In this paper we argue that scientists are the interface between the research organisations that produce knowledge and the wider public who could use that knowledge, and, in that regard, are akin to marketers in the business world. Drawing from the dominant paradigms that shape business marketing, we re-consider the prevailing models of science communication and their consequent sense of purpose.

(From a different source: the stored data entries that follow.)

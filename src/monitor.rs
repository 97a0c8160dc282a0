// src/monitor.rs
//! # Health & Cost Monitor
//!
//! Read-only aggregation over a [`StoreCensus`] plus the ingest activity log.
//!
//! - `health_check`: record counts per status, overdue count, tier mix, and a
//!   `healthy | degraded` verdict (overdue above threshold, or high-tier share
//!   under the minimum while anything is active).
//! - `weekly_report`: per-source ingest counts, merge rate, average quality,
//!   cleanup efficiency, storage-cost estimate, alerts and recommendations.

use std::collections::BTreeMap;

use chrono::{DateTime, Utc};
use metrics::{describe_gauge, gauge};
use once_cell::sync::OnceCell;
use serde::Serialize;

use crate::activity::{ActivityTotals, SourceCounts};
use crate::config::MonitorConfig;
use crate::model::SourceTier;
use crate::store::StoreCensus;

const HIGH_EVENT_COUNT_ALERT: usize = 5_000;
const HIGH_EVENT_COUNT_HINT: usize = 3_000;
const OVERDUE_HINT: usize = 20;
const CLEANUP_GOOD_BELOW: usize = 10;
const MONTHLY_COST_TARGET_USD: f64 = 5.0;
const MIN_HIGH_TIER_SOURCES: usize = 4;

#[derive(Debug, Clone, Copy, PartialEq, Eq, Serialize)]
#[serde(rename_all = "lowercase")]
pub enum HealthStatus {
    Healthy,
    Degraded,
}

#[derive(Debug, Clone, PartialEq, Serialize)]
pub struct HealthReport {
    pub status: HealthStatus,
    pub total_active: usize,
    pub total_soft_deleted: usize,
    /// Tombstones held plus tombstones already purged.
    pub total_hard_deleted: usize,
    pub purged_tombstones: usize,
    /// ACTIVE past `delete_after`; should stay near zero between cleanup runs.
    pub overdue_count: usize,
    pub tier_distribution: BTreeMap<SourceTier, usize>,
    pub high_tier_share: f32,
    pub parse_errors: u64,
    pub policy_warnings: u64,
    pub alerts: Vec<String>,
    pub checked_at: DateTime<Utc>,
}

#[derive(Debug, Clone, PartialEq, Serialize)]
pub struct CleanupEfficiency {
    pub overdue: usize,
    /// SOFT_DELETED whose grace period has elapsed.
    pub pending_hard_delete: usize,
    /// Soft-deleted inside the report window.
    pub recently_soft_deleted: usize,
    /// `good` or `needs_attention`.
    pub verdict: &'static str,
}

#[derive(Debug, Clone, PartialEq, Serialize)]
pub struct CostEstimate {
    pub stored_records: usize,
    pub storage_gb: f64,
    pub monthly_usd: f64,
    pub usd_per_event: f64,
}

#[derive(Debug, Clone, PartialEq, Serialize)]
pub struct WeeklyReport {
    pub generated_at: DateTime<Utc>,
    pub window_days: u32,
    pub sources: BTreeMap<String, SourceCounts>,
    pub totals: SourceCounts,
    pub merge_rate: f32,
    pub total_active: usize,
    pub average_quality: f32,
    pub tier_distribution: BTreeMap<SourceTier, usize>,
    pub cleanup: CleanupEfficiency,
    pub cost: CostEstimate,
    pub alerts: Vec<String>,
    pub recommendations: Vec<String>,
}

fn ensure_metrics_described() {
    static ONCE: OnceCell<()> = OnceCell::new();
    ONCE.get_or_init(|| {
        describe_gauge!("events_active", "ACTIVE canonical events at the last health check.");
        describe_gauge!("events_overdue", "ACTIVE events past delete_after at the last health check.");
    });
}

fn share(part: usize, total: usize) -> f32 {
    if total == 0 {
        0.0
    } else {
        part as f32 / total as f32
    }
}

fn health_alerts(c: &StoreCensus, cfg: &MonitorConfig) -> Vec<String> {
    let mut alerts = Vec::new();
    if c.overdue > cfg.overdue_threshold {
        alerts.push(format!(
            "{} events overdue for deletion - check the cleanup trigger",
            c.overdue
        ));
    }
    let high = c.tiers.get(&SourceTier::High).copied().unwrap_or(0);
    if c.active > 0 && share(high, c.active) < cfg.min_high_tier_share {
        alerts.push(format!(
            "high-tier share {:.0}% below {:.0}% - review source strategy",
            share(high, c.active) * 100.0,
            cfg.min_high_tier_share * 100.0
        ));
    }
    if c.active > HIGH_EVENT_COUNT_ALERT {
        alerts.push("High event count - consider more aggressive cleanup".to_string());
    }
    alerts
}

pub fn health_check(
    c: &StoreCensus,
    totals: ActivityTotals,
    cfg: &MonitorConfig,
    now: DateTime<Utc>,
) -> HealthReport {
    ensure_metrics_described();
    let high = c.tiers.get(&SourceTier::High).copied().unwrap_or(0);
    let high_share = share(high, c.active);
    let degraded = c.overdue > cfg.overdue_threshold
        || (c.active > 0 && high_share < cfg.min_high_tier_share);

    gauge!("events_active").set(c.active as f64);
    gauge!("events_overdue").set(c.overdue as f64);

    let status = if degraded {
        HealthStatus::Degraded
    } else {
        HealthStatus::Healthy
    };
    tracing::info!(
        target: "monitor",
        ?status,
        active = c.active,
        overdue = c.overdue,
        high_share,
        "health check"
    );

    HealthReport {
        status,
        total_active: c.active,
        total_soft_deleted: c.soft_deleted,
        total_hard_deleted: c.hard_deleted + c.purged,
        purged_tombstones: c.purged,
        overdue_count: c.overdue,
        high_tier_share: high_share,
        alerts: health_alerts(c, cfg),
        tier_distribution: c.tiers.clone(),
        parse_errors: totals.parse_errors,
        policy_warnings: totals.policy_warnings,
        checked_at: now,
    }
}

pub fn storage_cost(stored_records: usize, active: usize, cfg: &MonitorConfig) -> CostEstimate {
    let bytes = stored_records as f64 * cfg.bytes_per_event as f64;
    let storage_gb = bytes / (1024.0 * 1024.0 * 1024.0);
    let monthly_usd = storage_gb * cfg.usd_per_gb_month;
    CostEstimate {
        stored_records,
        storage_gb,
        monthly_usd,
        usd_per_event: if active > 0 {
            monthly_usd / active as f64
        } else {
            0.0
        },
    }
}

/// `c` must be taken with `since` at the start of the report window.
pub fn weekly_report(
    c: &StoreCensus,
    counts: &BTreeMap<String, SourceCounts>,
    cfg: &MonitorConfig,
    now: DateTime<Utc>,
) -> WeeklyReport {
    let mut totals = SourceCounts::default();
    for sc in counts.values() {
        totals.submitted += sc.submitted;
        totals.merged += sc.merged;
        totals.created += sc.created;
        totals.quarantined += sc.quarantined;
        totals.failed += sc.failed;
    }
    let resolved = totals.merged + totals.created;
    let merge_rate = if resolved == 0 {
        0.0
    } else {
        totals.merged as f32 / resolved as f32
    };

    let cleanup = CleanupEfficiency {
        overdue: c.overdue,
        pending_hard_delete: c.pending_hard_delete,
        recently_soft_deleted: c.recently_soft_deleted,
        verdict: if c.overdue < CLEANUP_GOOD_BELOW {
            "good"
        } else {
            "needs_attention"
        },
    };

    // Tombstones hold no content; count what still occupies a full document.
    let cost = storage_cost(c.active + c.soft_deleted, c.active, cfg);

    let mut recommendations = Vec::new();
    if c.active > HIGH_EVENT_COUNT_HINT {
        recommendations.push("Consider more aggressive cleanup for low-priority sources".to_string());
    }
    if c.overdue > OVERDUE_HINT {
        recommendations.push("Cleanup is falling behind - run it more often or raise its budget".to_string());
    }
    if cost.monthly_usd > MONTHLY_COST_TARGET_USD {
        recommendations.push("Storage costs exceeding target - review retention policies".to_string());
    }
    if c.high_tier_sources.len() < MIN_HIGH_TIER_SOURCES {
        recommendations.push(
            "Consider promoting more sources to high priority for better coverage".to_string(),
        );
    }

    let average_quality = if c.active == 0 {
        0.0
    } else {
        (c.quality_sum / c.active as f64) as f32
    };

    tracing::info!(
        target: "monitor",
        submitted = totals.submitted,
        merge_rate,
        active = c.active,
        monthly_usd = cost.monthly_usd,
        "weekly report"
    );

    WeeklyReport {
        generated_at: now,
        window_days: cfg.report_window_days,
        sources: counts.clone(),
        merge_rate,
        total_active: c.active,
        average_quality,
        alerts: health_alerts(c, cfg),
        tier_distribution: c.tiers.clone(),
        totals,
        cleanup,
        cost,
        recommendations,
    }
}
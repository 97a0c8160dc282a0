use std::time::Duration;

use anyhow::{anyhow, Result};
use reqwest::Client;

use super::{Notice, Notifier};

pub struct SlackNotifier {
    webhook_url: String,
    client: Client,
    timeout: Duration,
    max_retries: u8,
}

impl SlackNotifier {
    /// `None` when `SLACK_WEBHOOK_URL` is unset or empty.
    pub fn from_env() -> Option<Self> {
        std::env::var("SLACK_WEBHOOK_URL")
            .ok()
            .filter(|u| !u.trim().is_empty())
            .map(Self::new)
    }

    pub fn new(url: String) -> Self {
        Self {
            webhook_url: url,
            client: Client::new(),
            timeout: Duration::from_secs(5),
            max_retries: 3,
        }
    }

    pub fn with_timeout(mut self, secs: u64) -> Self {
        self.timeout = Duration::from_secs(secs);
        self
    }

    pub fn with_retries(mut self, n: u8) -> Self {
        self.max_retries = n.max(1);
        self
    }
}

#[async_trait::async_trait]
impl Notifier for SlackNotifier {
    fn name(&self) -> &'static str {
        "slack"
    }

    async fn send(&self, notice: &Notice) -> Result<()> {
        let body = serde_json::json!({ "text": notice.render_text() });

        let mut attempt: u8 = 0;
        loop {
            attempt += 1;
            let res = self
                .client
                .post(&self.webhook_url)
                .timeout(self.timeout)
                .json(&body)
                .send()
                .await
                .and_then(|rsp| rsp.error_for_status());

            match res {
                Ok(_) => return Ok(()),
                Err(e) if attempt < self.max_retries => {
                    tracing::debug!(target: "monitor", attempt, error = %e, "slack retry");
                    tokio::time::sleep(Duration::from_millis(500u64 << (attempt - 1))).await;
                }
                Err(e) => return Err(anyhow!("slack webhook failed after {attempt} attempts: {e}")),
            }
        }
    }
}
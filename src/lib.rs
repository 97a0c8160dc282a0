// src/lib.rs
// Public library surface for the service binary and integration tests.

pub mod activity;
pub mod api;
pub mod config;
pub mod engine;
pub mod error;
pub mod ingest;
pub mod lifecycle;
pub mod matcher;
pub mod merge;
pub mod metrics;
pub mod model;
pub mod monitor;
pub mod notify;
pub mod retention;
pub mod store;

// ---- Re-exports for stable public API ----
pub use crate::api::{router, AppState};
pub use crate::config::EngineConfig;
pub use crate::engine::{
    BatchItemResult, BatchReport, DuplicateStatistics, Engine, IngestOutcome, PolicyReapplyReport, SweepReport,
};
pub use crate::error::{EngineError, IngestionParseError, PolicyNotFoundError, StoreError};
pub use crate::ingest::types::RawSubmission;
pub use crate::lifecycle::{CleanupReport, SourceCleanupReport};
pub use crate::model::{CanonicalEvent, EventFilter, EventStatus, SourceTier};
pub use crate::monitor::{HealthReport, HealthStatus, WeeklyReport};
pub use crate::retention::RetentionPolicy;
pub use crate::store::{EventStore, InMemoryStore};
use super::{Notice, NoticeKind, Notifier};
use anyhow::{anyhow, Result};
use reqwest::Client;
use serde::Serialize;
use std::time::Duration;

#[derive(Clone)]
pub struct DiscordNotifier {
    webhook: String,
    client: Client,
    timeout: Duration,
    max_retries: u8,
}

impl DiscordNotifier {
    /// `None` when `DISCORD_WEBHOOK_URL` is unset or empty.
    pub fn from_env() -> Option<Self> {
        std::env::var("DISCORD_WEBHOOK_URL")
            .ok()
            .filter(|u| !u.trim().is_empty())
            .map(Self::new)
    }

    pub fn new(webhook: String) -> Self {
        Self {
            webhook,
            client: Client::new(),
            timeout: Duration::from_secs(5),
            max_retries: 3,
        }
    }

    pub fn with_timeout(mut self, secs: u64) -> Self {
        self.timeout = Duration::from_secs(secs);
        self
    }

    pub fn with_retries(mut self, retries: u8) -> Self {
        self.max_retries = retries.max(1);
        self
    }
}

#[async_trait::async_trait]
impl Notifier for DiscordNotifier {
    fn name(&self) -> &'static str {
        "discord"
    }

    async fn send(&self, notice: &Notice) -> Result<()> {
        let payload = DiscordWebhookPayload::from_notice(notice);

        let mut attempt: u8 = 0;
        loop {
            attempt += 1;
            let res = self
                .client
                .post(&self.webhook)
                .timeout(self.timeout)
                .json(&payload)
                .send()
                .await;

            match res {
                Ok(rsp) => {
                    if let Err(e) = rsp.error_for_status_ref() {
                        if attempt < self.max_retries {
                            tokio::time::sleep(Duration::from_millis(500u64 << (attempt - 1))).await;
                            continue;
                        }
                        return Err(anyhow!("Discord webhook HTTP error: {e}"));
                    }
                    return Ok(());
                }
                Err(e) => {
                    if attempt < self.max_retries {
                        tokio::time::sleep(Duration::from_millis(500u64 << (attempt - 1))).await;
                        continue;
                    }
                    return Err(anyhow!("Discord webhook request failed: {e}"));
                }
            }
        }
    }
}

#[derive(Debug, Serialize)]
struct DiscordEmbed {
    title: String,
    description: String,
    color: u32,
}

#[derive(Debug, Serialize)]
struct DiscordWebhookPayload {
    content: Option<String>,
    embeds: Vec<DiscordEmbed>,
}

impl DiscordWebhookPayload {
    fn from_notice(n: &Notice) -> Self {
        let description = if n.lines.is_empty() {
            "(no details)".to_string()
        } else {
            n.lines.join("\n")
        };
        let color = match n.kind {
            NoticeKind::HealthDegraded => 0xE0_4F_3F,
            NoticeKind::WeeklyReport => 0x3F_7F_E0,
        };
        Self {
            content: None,
            embeds: vec![DiscordEmbed {
                title: n.title.clone(),
                description: format!("{description}\n**Time (UTC):** {}", n.ts.to_rfc3339()),
                color,
            }],
        }
    }
}

#[cfg(test)]
mod tests {
    use super::*;
    use chrono::{TimeZone, Utc};

    #[test]
    fn retries_never_drop_below_one() {
        let d = DiscordNotifier::new("https://discord.test/api/webhooks/1".into())
            .with_timeout(2)
            .with_retries(0);
        assert_eq!((d.timeout, d.max_retries), (Duration::from_secs(2), 1));
    }

    #[test]
    fn embed_carries_title_and_lines() {
        let n = Notice {
            kind: NoticeKind::HealthDegraded,
            title: "Event store degraded".into(),
            lines: vec!["active 3 / overdue 60".into()],
            ts: Utc.with_ymd_and_hms(2025, 6, 1, 9, 0, 0).unwrap(),
        };
        let v = serde_json::to_value(DiscordWebhookPayload::from_notice(&n)).unwrap();
        assert_eq!(v["embeds"][0]["title"], "Event store degraded");
        assert!(v["embeds"][0]["description"]
            .as_str()
            .unwrap()
            .starts_with("active 3 / overdue 60"));
    }
}
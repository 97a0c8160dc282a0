// tests/batch_requeue.rs
//
// Store timeouts inside a batch: the submission is retried after the rest of
// the batch and handed back if it keeps timing out. Nothing is dropped.

mod common;

use std::sync::atomic::Ordering;
use std::sync::Arc;

use common::{submission, utc, FlakyStore};
use event_lifecycle_engine::ingest::venues::VenueDirectory;
use event_lifecycle_engine::{
    BatchItemResult, Engine, EngineConfig, EngineError, EventFilter, RawSubmission, RetentionPolicy,
};

fn engine_on(store: Arc<FlakyStore>) -> Engine {
    Engine::new(
        store,
        RetentionPolicy::default(),
        VenueDirectory::default_seed(),
        EngineConfig::default(),
    )
}

fn batch() -> Vec<RawSubmission> {
    vec![
        submission("b-0", "Beach Cleanup Day", "JBR Beach", "2025-06-15", "timeout_dubai"),
        submission("b-1", "Opera Gala Night", "Dubai Opera", "2025-06-15", "timeout_dubai"),
        RawSubmission {
            title: "No Date Given".into(),
            source_name: "meetup_dubai".into(),
            ..Default::default()
        },
        submission("b-3", "Food Truck Festival", "Global Village", "2025-06-20", "eventbrite_dubai"),
    ]
}

#[tokio::test(start_paused = true)]
async fn single_timeout_is_retried_within_the_batch() {
    let store = Arc::new(FlakyStore::new());
    store.stall_candidates.store(1, Ordering::SeqCst);
    let engine = engine_on(store.clone());

    let report = engine.ingest_batch_at(batch(), utc(2025, 6, 10, 9, 0, 0)).await;

    assert_eq!(report.ingested, 3);
    assert_eq!(report.quarantined, 1);
    assert_eq!(report.failed, 0);
    assert!(report.requeued.is_empty());
    // Results are reported in submission order regardless of retry order.
    let indexes: Vec<_> = report
        .items
        .iter()
        .map(|i| match i {
            BatchItemResult::Ingested { index, .. }
            | BatchItemResult::Quarantined { index, .. }
            | BatchItemResult::Failed { index, .. }
            | BatchItemResult::Requeued { index } => *index,
        })
        .collect();
    assert_eq!(indexes, vec![0, 1, 2, 3]);
    assert!(matches!(report.items[2], BatchItemResult::Quarantined { .. }));
    assert_eq!(
        engine.get_active_events(&EventFilter::default()).await.unwrap().len(),
        3
    );
}

#[tokio::test(start_paused = true)]
async fn persistent_timeouts_are_handed_back() {
    let store = Arc::new(FlakyStore::new());
    store.stall_candidates.store(usize::MAX, Ordering::SeqCst);
    let engine = engine_on(store.clone());

    let input = batch();
    let report = engine.ingest_batch_at(input.clone(), utc(2025, 6, 10, 9, 0, 0)).await;

    assert_eq!(report.ingested, 0);
    assert_eq!(report.quarantined, 1);
    assert_eq!(report.requeued.len(), 3);
    assert_eq!(report.requeued[0], input[0]);
    assert!(matches!(report.items[0], BatchItemResult::Requeued { index: 0 }));
    assert!(store.inner.is_empty());
}

#[tokio::test(start_paused = true)]
async fn single_ingest_surfaces_store_timeout() {
    let store = Arc::new(FlakyStore::new());
    store.stall_candidates.store(1, Ordering::SeqCst);
    let engine = engine_on(store);

    let raw = submission("s-0", "Beach Cleanup Day", "JBR Beach", "2025-06-15", "timeout_dubai");
    let err = engine.ingest_at(&raw, utc(2025, 6, 10, 9, 0, 0)).await.unwrap_err();
    assert!(matches!(err, EngineError::StoreTimeout { operation: "candidates", .. }));
    assert!(err.is_retryable());
}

We identify three dominant approaches of marketing-led science communication: ‘make-and-sell’; ‘sense-and-respond’; and ‘guide-and-co-create’. We judge the first two to be incompatible with delivering long-term sustainability, in contrast to the emergent guide-and-co-create mode - purpose-driven, interdisciplinary, participatory, and reflexive - which we contend is best placed to tackle long-term geo-environmental concerns through having a clear wellbeing- focused objective whilst co-creating the path to achieving it.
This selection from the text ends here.